Saturday, October 17, 2015

Flash! Friday: Retreat & Fireworks

by Michael Seese

This week for Flash! Friday the word count (remember, it varies) was 100 words +/- 25. Admittedly, I often am challenged to edit down to that after I've finished. But mentally, knowing it only has to be 100 words makes it seem easy.

To wit: 

The novel prompt this week was Moby Dick, "the blubber-infused tale of a raging, peg-legged sea captain bent on avenging himself on the white whale responsible for his injury."

Quick aside: the birth name of techno artist Moby is Richard Melville Hall, and he says the author was his great-great-great-granduncle.

The story elements to use were:

* Conflict: man v self, man v nature (not gender specific)
* Character (choose at least one): a wooden-legged sea captain, a pacifist forced to help with someone else’s revenge, an easygoing storyteller oblivious to danger, a chief’s son/prince working on a ship, a mighty whale.
* Theme (choose one): revenge, fate v free will, the power of Nature, friendship, the cost of obsession
* Setting (choose one): a whaling ship, a sea port, an island, the middle of the ocean

And, we had this picture.

















So back to my opening comment about "easy." In the shower, I came up with the opening line "Call me screwed," and wrote the basics of would become "Retreat." I did away with the opening line because it wound up not fitting.

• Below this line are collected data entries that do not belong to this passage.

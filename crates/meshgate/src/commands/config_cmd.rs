//! Config subcommand handlers.

use std::path::PathBuf;

use dialoguer::{Input, Password, Select};

use meshgate_config::store_api_key;

use crate::cli::{ConfigArgs, ConfigCommand, GlobalOpts};
use crate::config::{self, Config, Profile};
use crate::error::CliError;
use crate::output;

use super::util::{self, prompt_err};

const SETTABLE_KEYS: &str = "gateway_id, api_url, api_key, api_key_env, host, port, \
     topic_prefix, client_id, credentials, ca_cert, client_cert, private_key, tls, timeout, \
     keep_alive, rediscover_new_nodes, discover_on_connect";

// ── Helpers ─────────────────────────────────────────────────────────

/// A copy safe to print: plaintext keys are masked.
fn redacted(cfg: &Config) -> Config {
    let mut cfg = cfg.clone();
    for profile in cfg.profiles.values_mut() {
        if profile.api_key.is_some() {
            profile.api_key = Some("****".into());
        }
    }
    cfg
}

fn format_config(cfg: &Config) -> String {
    use std::fmt::Write;
    let mut out = String::new();

    if let Some(default) = &cfg.default_profile {
        let _ = writeln!(out, "default_profile = \"{default}\"");
    }
    let _ = writeln!(out, "\n[defaults]");
    let _ = writeln!(out, "output = \"{}\"", cfg.defaults.output);
    let _ = writeln!(out, "color = \"{}\"", cfg.defaults.color);
    let _ = writeln!(out, "timeout = {}", cfg.defaults.timeout);
    let _ = writeln!(out, "keep_alive = {}", cfg.defaults.keep_alive);

    for (name, p) in &cfg.profiles {
        let _ = writeln!(out, "\n[profiles.{name}]");
        let strings = [
            ("gateway_id", &p.gateway_id),
            ("api_url", &p.api_url),
            ("api_key", &p.api_key),
            ("api_key_env", &p.api_key_env),
            ("host", &p.host),
            ("topic_prefix", &p.topic_prefix),
            ("client_id", &p.client_id),
        ];
        for (key, value) in strings {
            if let Some(value) = value {
                let _ = writeln!(out, "{key} = \"{value}\"");
            }
        }
        if let Some(port) = p.port {
            let _ = writeln!(out, "port = {port}");
        }
        let paths = [
            ("credentials", &p.credentials),
            ("ca_cert", &p.ca_cert),
            ("client_cert", &p.client_cert),
            ("private_key", &p.private_key),
        ];
        for (key, value) in paths {
            if let Some(path) = value {
                let _ = writeln!(out, "{key} = \"{}\"", path.display());
            }
        }
        let flags = [
            ("tls", p.tls),
            ("rediscover_new_nodes", p.rediscover_new_nodes),
            ("discover_on_connect", p.discover_on_connect),
        ];
        for (key, value) in flags {
            if let Some(value) = value {
                let _ = writeln!(out, "{key} = {value}");
            }
        }
        if let Some(timeout) = p.timeout {
            let _ = writeln!(out, "timeout = {timeout}");
        }
        if let Some(keep_alive) = p.keep_alive {
            let _ = writeln!(out, "keep_alive = {keep_alive}");
        }
    }
    out
}

fn parse_field<T: std::str::FromStr>(key: &str, value: &str, expected: &str) -> Result<T, CliError> {
    value.parse().map_err(|_| CliError::Validation {
        field: key.into(),
        reason: format!("must be {expected}"),
    })
}

/// Set one profile field from its `config set` name.
fn apply_setting(profile: &mut Profile, key: &str, value: String) -> Result<(), CliError> {
    let key = key.replace('-', "_");
    match key.as_str() {
        "gateway_id" => profile.gateway_id = Some(value),
        "api_url" => {
            meshgate_config::parse_api_url(&value)?;
            profile.api_url = Some(value);
        }
        "api_key" => profile.api_key = Some(value),
        "api_key_env" => profile.api_key_env = Some(value),
        "host" => profile.host = Some(value),
        "port" => profile.port = Some(parse_field(&key, &value, "a port number")?),
        "topic_prefix" => profile.topic_prefix = Some(value),
        "client_id" => profile.client_id = Some(value),
        "credentials" => profile.credentials = Some(PathBuf::from(value)),
        "ca_cert" => profile.ca_cert = Some(PathBuf::from(value)),
        "client_cert" => profile.client_cert = Some(PathBuf::from(value)),
        "private_key" => profile.private_key = Some(PathBuf::from(value)),
        "tls" => profile.tls = Some(parse_field(&key, &value, "'true' or 'false'")?),
        "timeout" => profile.timeout = Some(parse_field(&key, &value, "a number (seconds)")?),
        "keep_alive" => {
            profile.keep_alive = Some(parse_field(&key, &value, "a number (seconds)")?);
        }
        "rediscover_new_nodes" => {
            profile.rediscover_new_nodes = Some(parse_field(&key, &value, "'true' or 'false'")?);
        }
        "discover_on_connect" => {
            profile.discover_on_connect = Some(parse_field(&key, &value, "'true' or 'false'")?);
        }
        _ => {
            return Err(CliError::Validation {
                field: key.clone(),
                reason: format!("unknown config key '{key}'. Valid keys: {SETTABLE_KEYS}"),
            });
        }
    }
    Ok(())
}

/// Keyring by default; `Some(key)` when the operator picks plaintext.
fn prompt_key_storage(profile_name: &str, key: String) -> Result<Option<String>, CliError> {
    let choices = [
        "Store in system keyring (recommended)",
        "Save to config file (plaintext)",
    ];
    let selection = Select::new()
        .with_prompt("Where to store the API key?")
        .items(&choices)
        .default(0)
        .interact()
        .map_err(prompt_err)?;

    if selection == 0 {
        store_api_key(profile_name, &key)?;
        eprintln!("   ✓ API key stored in system keyring");
        Ok(None)
    } else {
        Ok(Some(key))
    }
}

fn prompt_api_key() -> Result<String, CliError> {
    let key = Password::new()
        .with_prompt("nRF Cloud API key")
        .interact()
        .map_err(prompt_err)?;
    if key.is_empty() {
        return Err(CliError::Validation {
            field: "api_key".into(),
            reason: "API key cannot be empty".into(),
        });
    }
    Ok(key)
}

fn prompt_line(prompt: &str, default: &str) -> Result<String, CliError> {
    Input::new()
        .with_prompt(prompt)
        .default(default.to_owned())
        .interact_text()
        .map_err(prompt_err)
}

// ── Init wizard ─────────────────────────────────────────────────────

fn init() -> Result<(), CliError> {
    let config_path = config::config_path();
    eprintln!("meshgate configuration wizard");
    eprintln!("   Config path: {}\n", config_path.display());

    let profile_name = prompt_line("Profile name", "default")?;
    let gateway_id: String = Input::new()
        .with_prompt("Gateway device id")
        .interact_text()
        .map_err(prompt_err)?;

    let sources = [
        "Look up the broker through my nRF Cloud account",
        "Connect to a broker directly",
    ];
    let source = Select::new()
        .with_prompt("How to reach the gateway")
        .items(&sources)
        .default(0)
        .interact()
        .map_err(prompt_err)?;

    let mut profile = Profile {
        gateway_id: Some(gateway_id),
        ..Profile::default()
    };
    if source == 0 {
        let key = prompt_api_key()?;
        profile.api_key = prompt_key_storage(&profile_name, key)?;
    } else {
        profile.host = Some(prompt_line("Broker host", "localhost")?);
        let topic_prefix: String = Input::new()
            .with_prompt("Topic prefix (empty for none)")
            .allow_empty(true)
            .interact_text()
            .map_err(prompt_err)?;
        if !topic_prefix.is_empty() {
            profile.topic_prefix = Some(topic_prefix);
        }
    }
    profile.credentials = Some(PathBuf::from(prompt_line(
        "Directory with caCert.crt, clientCert.crt and privateKey.key",
        "credentials",
    )?));

    let mut cfg = config::load_config_or_default();
    cfg.profiles.insert(profile_name.clone(), profile);
    cfg.default_profile = Some(profile_name.clone());
    let path = config::save_config(&cfg)?;

    eprintln!("\n✓ Configuration written to {}", path.display());
    eprintln!("  Active profile: {profile_name}");
    eprintln!("\n  Test it: meshgate nodes list");
    Ok(())
}

// ── Handler ─────────────────────────────────────────────────────────

pub fn handle(args: ConfigArgs, global: &GlobalOpts) -> Result<(), CliError> {
    match args.command {
        ConfigCommand::Init => init(),

        ConfigCommand::Show => {
            let cfg = redacted(&config::load_config_or_default());
            let out = output::render_single(&global.output, &cfg, format_config, |_| {
                "config".into()
            })?;
            output::print_output(&out, global.quiet);
            Ok(())
        }

        ConfigCommand::Set { key, value } => {
            let mut cfg = config::load_config_or_default();
            let profile_name = config::active_profile_name(global, &cfg);
            let profile = cfg.profiles.entry(profile_name.clone()).or_default();
            apply_setting(profile, &key, value)?;

            config::save_config(&cfg)?;
            util::status(global, &format!("✓ Set {key} on profile '{profile_name}'"));
            Ok(())
        }

        ConfigCommand::SetKey { profile } => {
            let cfg = config::load_config_or_default();
            let name = profile.unwrap_or_else(|| config::active_profile_name(global, &cfg));
            if !cfg.profiles.contains_key(&name) {
                return Err(CliError::ProfileNotFound {
                    available: config::available_profiles(&cfg),
                    name,
                });
            }
            let key = prompt_api_key()?;
            store_api_key(&name, &key)?;
            util::status(global, &format!("✓ API key stored in system keyring for '{name}'"));
            Ok(())
        }

        ConfigCommand::Use { name } => {
            let mut cfg = config::load_config_or_default();
            if !cfg.profiles.contains_key(&name) {
                return Err(CliError::ProfileNotFound {
                    available: config::available_profiles(&cfg),
                    name,
                });
            }
            cfg.default_profile = Some(name.clone());
            config::save_config(&cfg)?;
            util::status(global, &format!("✓ Default profile set to '{name}'"));
            Ok(())
        }

        ConfigCommand::Profiles => {
            let cfg = config::load_config_or_default();
            let default = cfg.active_profile_name(None);
            if cfg.profiles.is_empty() {
                util::status(global, "No profiles configured. Run: meshgate config init");
            }
            for name in cfg.profiles.keys() {
                let marker = if *name == default { " *" } else { "" };
                println!("{name}{marker}");
            }
            Ok(())
        }

        ConfigCommand::Path => {
            println!("{}", config::config_path().display());
            Ok(())
        }
    }
}

#[cfg(test)]
#[allow(clippy::unwrap_used)]
mod tests {
    use super::*;
    use meshgate_config::Defaults;
    use pretty_assertions::assert_eq;

    fn fresh_config(profile_name: &str, profile: Profile) -> Config {
        Config {
            default_profile: Some(profile_name.into()),
            defaults: Defaults::default(),
            profiles: [(profile_name.to_owned(), profile)].into_iter().collect(),
        }
    }

    #[test]
    fn settings_accept_dashed_names() {
        let mut profile = Profile::default();
        apply_setting(&mut profile, "gateway-id", "nrf-1".into()).unwrap();
        apply_setting(&mut profile, "port", "1883".into()).unwrap();
        apply_setting(&mut profile, "tls", "false".into()).unwrap();
        apply_setting(&mut profile, "discover_on_connect", "true".into()).unwrap();

        assert_eq!(profile.gateway_id.as_deref(), Some("nrf-1"));
        assert_eq!(profile.port, Some(1883));
        assert_eq!(profile.tls, Some(false));
        assert_eq!(profile.discover_on_connect, Some(true));
    }

    #[test]
    fn bad_values_are_rejected() {
        let mut profile = Profile::default();
        let err = apply_setting(&mut profile, "port", "99999".into()).unwrap_err();
        assert!(matches!(err, CliError::Validation { ref field, .. } if field == "port"));

        let err = apply_setting(&mut profile, "controller", "x".into()).unwrap_err();
        assert!(matches!(err, CliError::Validation { ref field, .. } if field == "controller"));
        assert_eq!(profile, Profile::default());
    }

    #[test]
    fn show_masks_plaintext_keys() {
        let cfg = fresh_config(
            "lab",
            Profile {
                gateway_id: Some("nrf-1".into()),
                api_key: Some("secret".into()),
                ..Profile::default()
            },
        );
        let text = format_config(&redacted(&cfg));
        assert!(text.contains("[profiles.lab]"));
        assert!(text.contains("api_key = \"****\""));
        assert!(!text.contains("secret"));
    }
}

With a sarcophagal WHOOSH the transport doors closed and the flight toward our destinies began. Hurtling through hollow space, I cast glances at the others and hoped fate would be kind. My hands cradled the key to my own escape.

A lost cause. A lost war. New recruits plucked from their mothers’ wombs and fed to the fray. Across the galaxy the enemy waited, lurking in the murky waters of the planet Octopoda. Only a miracle could save them. A miracle named...

Alas, the war would have to wait. We slid into the Times Square station, and readied to battle the forces of capitalism. I slipped the fresh-smelling book into my briefcase and marched onto the platform, oblivious to the severed tentacles beneath my feet.



Then I started with that line again, and proceeded to "My hands wouldn't stop shaking." I liked the latter much more, so that became the opening. I also changed the POV, initially third-person, and then to second person. (Something about second-person POV stories makes them seem so much more... I don't know... "immediate.") So here is "Fireworks."


Your hands won’t stop shaking. Had you eaten anything in the past three days you’d be vomiting. Instead, unseen tentacles twist your empty guts like a worn dishrag.

Your wife begged you to give them up. The drugs. But you wouldn’t. You couldn’t. And now more shit than you even knew existed is hitting fans all around you.

The flashing red and blue fireworks detonate inside your ragged eyeballs. The police yell, ordering you to drop the gun. But you can’t. Your hands are shaking. Were they not, the bullet – your last bullet – would not have missed. And it would be you, not your wife, lying on the lawn.

So you can’t put the gun down. You need the police to finish the job.


I'm pretty happy with them. Your thoughts?